Des échéances étant demeurées impayées, la CAISSE D’EPARGNE ET DE PREVOYANCE AQUITAINE POITOU CHARENTES a fait assigner Monsieur [V] [R] devant le juge des contentieux de la protection du Tribunal Judiciaire de La Rochelle, par acte de commissaire de justice en date du 17 mars 2025, en paiement des sommes suivantes :
— 24.033,42 € au titre du crédit personnel conclu le 15 décembre 2022, avec intérêts contractuels à compter du 17 février 2025, avec prononcé de la résiliation judiciaire aux torts de l’emprunteur si le Tribunal estimait la déchéance du terme irrégulière ;
— 1. 677,55 € au titre de l’indemnité de retard avec intérêts au taux légal à compter de la mise en demeure du 17 février 2025,
— 500 € sur le fondement de l’article 700 du code de procédure civile, outre les entiers dépens de l’instance.

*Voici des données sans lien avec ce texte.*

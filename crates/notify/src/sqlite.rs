//! SQLite notification store.
//!
//! One `notifications` table; the audience is stored as a (kind, id) pair
//! so user and group notifications share the listing query. Visibility is
//! computed per request from the caller's scope, never materialized.

use async_trait::async_trait;
use chrono::Utc;
use flowdesk_core::error::NotifyError;
use flowdesk_core::{
    Audience, NewNotification, Notification, NotificationFilter, NotificationStore, RecipientScope,
};
use sqlx::sqlite::{SqliteConnectOptions, SqliteJournalMode, SqlitePoolOptions, SqliteSynchronous};
use sqlx::{Row, SqlitePool};
use std::str::FromStr;
use tracing::{debug, info};
use uuid::Uuid;

/// A SQLite-backed notification store.
pub struct SqliteStore {
    pool: SqlitePool,
}

impl SqliteStore {
    /// Create a store from a database path.
    ///
    /// The database and its schema are created automatically. Pass
    /// `"sqlite::memory:"` for an in-process ephemeral database.
    pub async fn new(path: &str) -> Result<Self, NotifyError> {
        let options = SqliteConnectOptions::from_str(path)
            .map_err(|e| NotifyError::Storage(format!("Invalid SQLite path: {e}")))?
            .create_if_missing(true)
            .journal_mode(SqliteJournalMode::Wal)
            .synchronous(SqliteSynchronous::Normal);

        let pool = SqlitePoolOptions::new()
            .max_connections(4)
            .connect_with(options)
            .await
            .map_err(|e| NotifyError::Storage(format!("Failed to open SQLite: {e}")))?;

        let store = Self { pool };
        store.run_migrations().await?;
        info!("SQLite notification store initialized at {path}");
        Ok(store)
    }

    /// Create from an existing pool (useful for testing).
    pub async fn from_pool(pool: SqlitePool) -> Result<Self, NotifyError> {
        let store = Self { pool };
        store.run_migrations().await?;
        Ok(store)
    }

    async fn run_migrations(&self) -> Result<(), NotifyError> {
        sqlx::query(
            r#"
            CREATE TABLE IF NOT EXISTS notifications (
                id            TEXT PRIMARY KEY,
                audience_kind TEXT NOT NULL,
                audience_id   TEXT NOT NULL,
                subject       TEXT NOT NULL,
                body          TEXT NOT NULL,
                read          INTEGER NOT NULL DEFAULT 0,
                created_at    TEXT NOT NULL,
                read_at       TEXT
            )
            "#,
        )
        .execute(&self.pool)
        .await
        .map_err(|e| NotifyError::MigrationFailed(format!("notifications table: {e}")))?;

        sqlx::query(
            "CREATE INDEX IF NOT EXISTS idx_notifications_audience
             ON notifications(audience_kind, audience_id)",
        )
        .execute(&self.pool)
        .await
        .map_err(|e| NotifyError::MigrationFailed(format!("audience index: {e}")))?;

        sqlx::query(
            "CREATE INDEX IF NOT EXISTS idx_notifications_created_at
             ON notifications(created_at DESC)",
        )
        .execute(&self.pool)
        .await
        .map_err(|e| NotifyError::MigrationFailed(format!("created_at index: {e}")))?;

        debug!("SQLite migrations complete");
        Ok(())
    }

    /// Build the visibility clause for a scope.
    ///
    /// Returns the SQL fragment and the bind values, using positional
    /// parameters starting at `first_param`.
    fn scope_clause(scope: &RecipientScope, first_param: usize) -> (String, Vec<String>) {
        let mut clause = format!(
            "(audience_kind = 'user' AND audience_id = ?{first_param})"
        );
        let mut binds = vec![scope.user_id.clone()];

        if !scope.groups.is_empty() {
            let placeholders: Vec<String> = (0..scope.groups.len())
                .map(|i| format!("?{}", first_param + 1 + i))
                .collect();
            clause.push_str(&format!(
                " OR (audience_kind = 'group' AND audience_id IN ({}))",
                placeholders.join(", ")
            ));
            binds.extend(scope.groups.iter().cloned());
        }

        (format!("({clause})"), binds)
    }

    fn row_to_notification(row: &sqlx::sqlite::SqliteRow) -> Result<Notification, NotifyError> {
        let id: String = row
            .try_get("id")
            .map_err(|e| NotifyError::Storage(format!("id column: {e}")))?;
        let audience_kind: String = row
            .try_get("audience_kind")
            .map_err(|e| NotifyError::Storage(format!("audience_kind column: {e}")))?;
        let audience_id: String = row
            .try_get("audience_id")
            .map_err(|e| NotifyError::Storage(format!("audience_id column: {e}")))?;
        let subject: String = row
            .try_get("subject")
            .map_err(|e| NotifyError::Storage(format!("subject column: {e}")))?;
        let body: String = row
            .try_get("body")
            .map_err(|e| NotifyError::Storage(format!("body column: {e}")))?;
        let read: i64 = row
            .try_get("read")
            .map_err(|e| NotifyError::Storage(format!("read column: {e}")))?;
        let created_at_str: String = row
            .try_get("created_at")
            .map_err(|e| NotifyError::Storage(format!("created_at column: {e}")))?;
        let read_at_str: Option<String> = row
            .try_get("read_at")
            .map_err(|e| NotifyError::Storage(format!("read_at column: {e}")))?;

        let audience = match audience_kind.as_str() {
            "user" => Audience::User(audience_id),
            "group" => Audience::Group(audience_id),
            other => {
                return Err(NotifyError::Storage(format!(
                    "unknown audience kind in row: {other}"
                )));
            }
        };

        let created_at = chrono::DateTime::parse_from_rfc3339(&created_at_str)
            .map(|dt| dt.with_timezone(&Utc))
            .unwrap_or_else(|_| Utc::now());

        let read_at = read_at_str.and_then(|s| {
            chrono::DateTime::parse_from_rfc3339(&s)
                .map(|dt| dt.with_timezone(&Utc))
                .ok()
        });

        Ok(Notification {
            id,
            audience,
            subject,
            body,
            read: read != 0,
            created_at,
            read_at,
        })
    }
}

#[async_trait]
impl NotificationStore for SqliteStore {
    async fn create(&self, new: NewNotification) -> Result<Notification, NotifyError> {
        let notification = Notification {
            id: Uuid::new_v4().to_string(),
            audience: new.audience,
            subject: new.subject,
            body: new.body,
            read: false,
            created_at: Utc::now(),
            read_at: None,
        };

        let (kind, audience_id) = match &notification.audience {
            Audience::User(id) => ("user", id.as_str()),
            Audience::Group(id) => ("group", id.as_str()),
        };

        sqlx::query(
            r#"
            INSERT INTO notifications (id, audience_kind, audience_id, subject, body, read, created_at)
            VALUES (?1, ?2, ?3, ?4, ?5, 0, ?6)
            "#,
        )
        .bind(&notification.id)
        .bind(kind)
        .bind(audience_id)
        .bind(&notification.subject)
        .bind(&notification.body)
        .bind(notification.created_at.to_rfc3339())
        .execute(&self.pool)
        .await
        .map_err(|e| NotifyError::Storage(format!("INSERT failed: {e}")))?;

        debug!(id = %notification.id, kind, "Stored notification");
        Ok(notification)
    }

    async fn list(
        &self,
        scope: &RecipientScope,
        filter: &NotificationFilter,
    ) -> Result<Vec<Notification>, NotifyError> {
        let (clause, binds) = Self::scope_clause(scope, 1);
        let read_filter = if filter.unread_only { "AND read = 0" } else { "" };
        let limit_param = binds.len() + 1;
        let offset_param = binds.len() + 2;

        // rowid breaks created_at ties: rows stamped in the same instant
        // list newest insertion first.
        let sql = format!(
            "SELECT * FROM notifications
             WHERE {clause} {read_filter}
             ORDER BY created_at DESC, rowid DESC
             LIMIT ?{limit_param} OFFSET ?{offset_param}"
        );

        let mut query = sqlx::query(&sql);
        for bind in &binds {
            query = query.bind(bind);
        }
        query = query.bind(filter.limit as i64).bind(filter.offset as i64);

        let rows = query
            .fetch_all(&self.pool)
            .await
            .map_err(|e| NotifyError::Storage(format!("SELECT failed: {e}")))?;

        rows.iter().map(Self::row_to_notification).collect()
    }

    async fn count_unread(&self, scope: &RecipientScope) -> Result<u64, NotifyError> {
        let (clause, binds) = Self::scope_clause(scope, 1);
        let sql = format!(
            "SELECT COUNT(*) as cnt FROM notifications WHERE {clause} AND read = 0"
        );

        let mut query = sqlx::query(&sql);
        for bind in &binds {
            query = query.bind(bind);
        }

        let row = query
            .fetch_one(&self.pool)
            .await
            .map_err(|e| NotifyError::Storage(format!("COUNT failed: {e}")))?;

        let cnt: i64 = row
            .try_get("cnt")
            .map_err(|e| NotifyError::Storage(format!("cnt column: {e}")))?;
        Ok(cnt as u64)
    }

    async fn mark_read(&self, id: &str) -> Result<bool, NotifyError> {
        // Idempotent: re-marking keeps the original read_at.
        let result = sqlx::query(
            "UPDATE notifications
             SET read = 1, read_at = COALESCE(read_at, ?1)
             WHERE id = ?2",
        )
        .bind(Utc::now().to_rfc3339())
        .bind(id)
        .execute(&self.pool)
        .await
        .map_err(|e| NotifyError::Storage(format!("UPDATE failed: {e}")))?;

        Ok(result.rows_affected() > 0)
    }

    async fn mark_all_read(&self, scope: &RecipientScope) -> Result<u64, NotifyError> {
        let (clause, binds) = Self::scope_clause(scope, 2);
        let sql = format!(
            "UPDATE notifications
             SET read = 1, read_at = ?1
             WHERE {clause} AND read = 0"
        );

        let mut query = sqlx::query(&sql).bind(Utc::now().to_rfc3339());
        for bind in &binds {
            query = query.bind(bind);
        }

        let result = query
            .execute(&self.pool)
            .await
            .map_err(|e| NotifyError::Storage(format!("UPDATE failed: {e}")))?;

        Ok(result.rows_affected())
    }
}
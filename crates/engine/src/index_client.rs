//! Query index client.
//!
//! The index is the read side of the orchestration platform: it knows about
//! running and finished process instances and their recorded variable
//! snapshots. The input-schema resolver only ever uses
//! [`IndexClient::instance_variables`]; the instance inspection routes of
//! the gateway use the rest.

use async_trait::async_trait;
use chrono::{DateTime, Utc};
use flowdesk_core::error::IndexError;
use flowdesk_core::{
    InstanceFilter, InstanceIndex, InstanceState, InstanceVariables, ProcessInstance,
};
use serde::Deserialize;
use tracing::debug;

const DEFAULT_TIMEOUT_SECS: u64 = 15;

/// HTTP client for the process-instance query index.
pub struct IndexClient {
    client: reqwest::Client,
    base_url: String,
}

impl IndexClient {
    /// Create a client for the index at `base_url`.
    pub fn new(base_url: impl Into<String>) -> Self {
        Self::with_timeout(base_url, std::time::Duration::from_secs(DEFAULT_TIMEOUT_SECS))
    }

    /// Create a client with a custom request timeout.
    pub fn with_timeout(base_url: impl Into<String>, timeout: std::time::Duration) -> Self {
        let client = reqwest::Client::builder()
            .timeout(timeout)
            .build()
            .expect("Failed to create HTTP client");

        Self {
            client,
            base_url: base_url.into().trim_end_matches('/').to_string(),
        }
    }

    async fn fetch_instance(&self, instance_id: &str) -> Result<Option<InstanceDoc>, IndexError> {
        let url = format!("{}/v1/instances/{instance_id}", self.base_url);
        debug!(instance_id = %instance_id, "Fetching instance from index");

        let response = self
            .client
            .get(&url)
            .send()
            .await
            .map_err(|e| IndexError::Network(e.to_string()))?;

        if response.status().as_u16() == 404 {
            return Ok(None);
        }
        if !response.status().is_success() {
            let status = response.status().as_u16();
            let body = response.text().await.unwrap_or_default();
            return Err(IndexError::Api {
                status_code: status,
                message: body,
            });
        }

        response
            .json()
            .await
            .map(Some)
            .map_err(|e| IndexError::InvalidResponse(format!("instance: {e}")))
    }
}

#[async_trait]
impl InstanceIndex for IndexClient {
    async fn instance_variables(
        &self,
        instance_id: &str,
    ) -> Result<Option<InstanceVariables>, IndexError> {
        // An instance without a recorded snapshot resolves to None, same as
        // an unknown instance.
        Ok(self
            .fetch_instance(instance_id)
            .await?
            .and_then(|doc| doc.variables))
    }

    async fn get_instance(
        &self,
        instance_id: &str,
    ) -> Result<Option<ProcessInstance>, IndexError> {
        Ok(self
            .fetch_instance(instance_id)
            .await?
            .map(ProcessInstance::from))
    }

    async fn list_instances(
        &self,
        filter: &InstanceFilter,
    ) -> Result<Vec<ProcessInstance>, IndexError> {
        let url = format!("{}/v1/instances", self.base_url);

        let mut query: Vec<(&str, String)> = vec![
            ("limit", filter.limit.to_string()),
            ("offset", filter.offset.to_string()),
        ];
        if let Some(ref workflow_id) = filter.workflow_id {
            query.push(("workflowId", workflow_id.clone()));
        }
        if let Some(state) = filter.state {
            query.push(("state", state.to_string()));
        }

        let response = self
            .client
            .get(&url)
            .query(&query)
            .send()
            .await
            .map_err(|e| IndexError::Network(e.to_string()))?;

        if !response.status().is_success() {
            let status = response.status().as_u16();
            let body = response.text().await.unwrap_or_default();
            return Err(IndexError::Api {
                status_code: status,
                message: body,
            });
        }

        let doc: InstanceListDoc = response
            .json()
            .await
            .map_err(|e| IndexError::InvalidResponse(format!("instance list: {e}")))?;
        Ok(doc.items.into_iter().map(ProcessInstance::from).collect())
    }

    async fn health_check(&self) -> Result<bool, IndexError> {
        let url = format!("{}/v1/instances", self.base_url);
        let response = self
            .client
            .get(&url)
            .query(&[("limit", "1")])
            .send()
            .await
            .map_err(|e| IndexError::Network(e.to_string()))?;
        Ok(response.status().is_success())
    }
}

// --- Index API types ---

#[derive(Debug, Deserialize)]
#[serde(rename_all = "camelCase")]
struct InstanceDoc {
    id: String,
    workflow_id: String,
    #[serde(default)]
    state: Option<String>,
    #[serde(default)]
    started_at: Option<DateTime<Utc>>,
    #[serde(default)]
    ended_at: Option<DateTime<Utc>>,
    #[serde(default)]
    variables: Option<InstanceVariables>,
}

impl From<InstanceDoc> for ProcessInstance {
    fn from(doc: InstanceDoc) -> Self {
        ProcessInstance {
            id: doc.id,
            workflow_id: doc.workflow_id,
            state: doc.state.as_deref().map_or(InstanceState::Unknown, parse_state),
            started_at: doc.started_at,
            ended_at: doc.ended_at,
            variables: doc.variables,
        }
    }
}

#[derive(Debug, Deserialize)]
struct InstanceListDoc {
    #[serde(default)]
    items: Vec<InstanceDoc>,
}

/// The index reports states in a few spellings depending on its version.
fn parse_state(s: &str) -> InstanceState {
    match s.to_ascii_lowercase().as_str() {
        "running" | "active" => InstanceState::Running,
        "completed" | "ended" => InstanceState::Completed,
        "aborted" | "cancelled" => InstanceState::Aborted,
        _ => InstanceState::Unknown,
    }
}
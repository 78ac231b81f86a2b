//! Assessment merge — primary/assessment precedence and read-only keys.
//!
//! The fallback is all-or-nothing: assessment data is only consulted when
//! the primary instance knows nothing at all, and every field it supplies
//! becomes read-only.

use std::collections::BTreeSet;

use serde::Serialize;

use crate::initial::InitialState;

/// Final initial state plus the set of fields the form must not let the
/// user edit.
#[derive(Debug, Clone, PartialEq, Serialize)]
#[serde(rename_all = "camelCase")]
pub struct MergedState {
    pub values: InitialState,
    pub readonly_keys: BTreeSet<String>,
}

impl MergedState {
    /// A merged state with one empty mapping per fragment and nothing
    /// read-only.
    pub fn blank(fragment_count: usize) -> Self {
        Self {
            values: InitialState::blank(fragment_count),
            readonly_keys: BTreeSet::new(),
        }
    }
}

/// Apply the precedence rule between primary and assessment state.
///
/// A primary state with any resolved field wins outright and the assessment
/// is ignored, including fragments the primary left empty. Only a fully
/// blank primary falls back to the assessment, whose defined fields all
/// become read-only. With no assessment either, the blank primary is
/// returned as-is.
pub fn merge(primary: InitialState, assessment: Option<InitialState>) -> MergedState {
    if !primary.is_blank() {
        return MergedState {
            values: primary,
            readonly_keys: BTreeSet::new(),
        };
    }

    match assessment {
        Some(assessment) => {
            let readonly_keys = assessment.defined_keys().map(str::to_string).collect();
            MergedState {
                values: assessment,
                readonly_keys,
            }
        }
        None => MergedState {
            values: primary,
            readonly_keys: BTreeSet::new(),
        },
    }
}
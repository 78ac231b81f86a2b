//! Flowdesk CLI — the main entry point.
//!
//! Commands:
//! - `onboard` — Initialize configuration
//! - `serve`   — Start the HTTP gateway server
//! - `status`  — Show configuration summary
//! - `doctor`  — Diagnose config and collaborator health

use clap::{Parser, Subcommand};

mod commands;

#[derive(Parser)]
#[command(
    name = "flowdesk",
    about = "Flowdesk — workflow orchestration gateway",
    version,
    author
)]
struct Cli {
    #[command(subcommand)]
    command: Commands,

    /// Enable verbose logging
    #[arg(short, long, global = true)]
    verbose: bool,
}

#[derive(Subcommand)]
enum Commands {
    /// Initialize configuration
    Onboard,

    /// Start the HTTP gateway server
    Serve {
        /// Override the port
        #[arg(short, long)]
        port: Option<u16>,
    },

    /// Show configuration summary
    Status,

    /// Diagnose config and collaborator health
    Doctor,
}

#[tokio::main]
async fn main() -> Result<(), Box<dyn std::error::Error>> {
    let cli = Cli::parse();

    // Initialize tracing
    let filter = if cli.verbose { "debug" } else { "info" };
    tracing_subscriber::fmt()
        .with_env_filter(
            tracing_subscriber::EnvFilter::try_from_default_env()
                .unwrap_or_else(|_| tracing_subscriber::EnvFilter::new(filter)),
        )
        .with_target(false)
        .init();

    match cli.command {
        Commands::Onboard => commands::onboard::run().await?,
        Commands::Serve { port } => commands::serve::run(port).await?,
        Commands::Status => commands::status::run().await?,
        Commands::Doctor => commands::doctor::run().await?,
    }

    Ok(())
}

Au soutien de sa demande, la CAISSE D’EPARGNE ET DE PREVOYANCE AQUITAINE POITOU CHARENTES fait valoir que les mensualités d’emprunt n’ont pas été régulièrement payées, ce qui l’a contrainte à appliquer les articles L.312-19 et suivants du code de la consommation, rendant la totalité de la dette exigible. Elle précise que le premier incident de paiement non régularisé se situe au 15 août 2023.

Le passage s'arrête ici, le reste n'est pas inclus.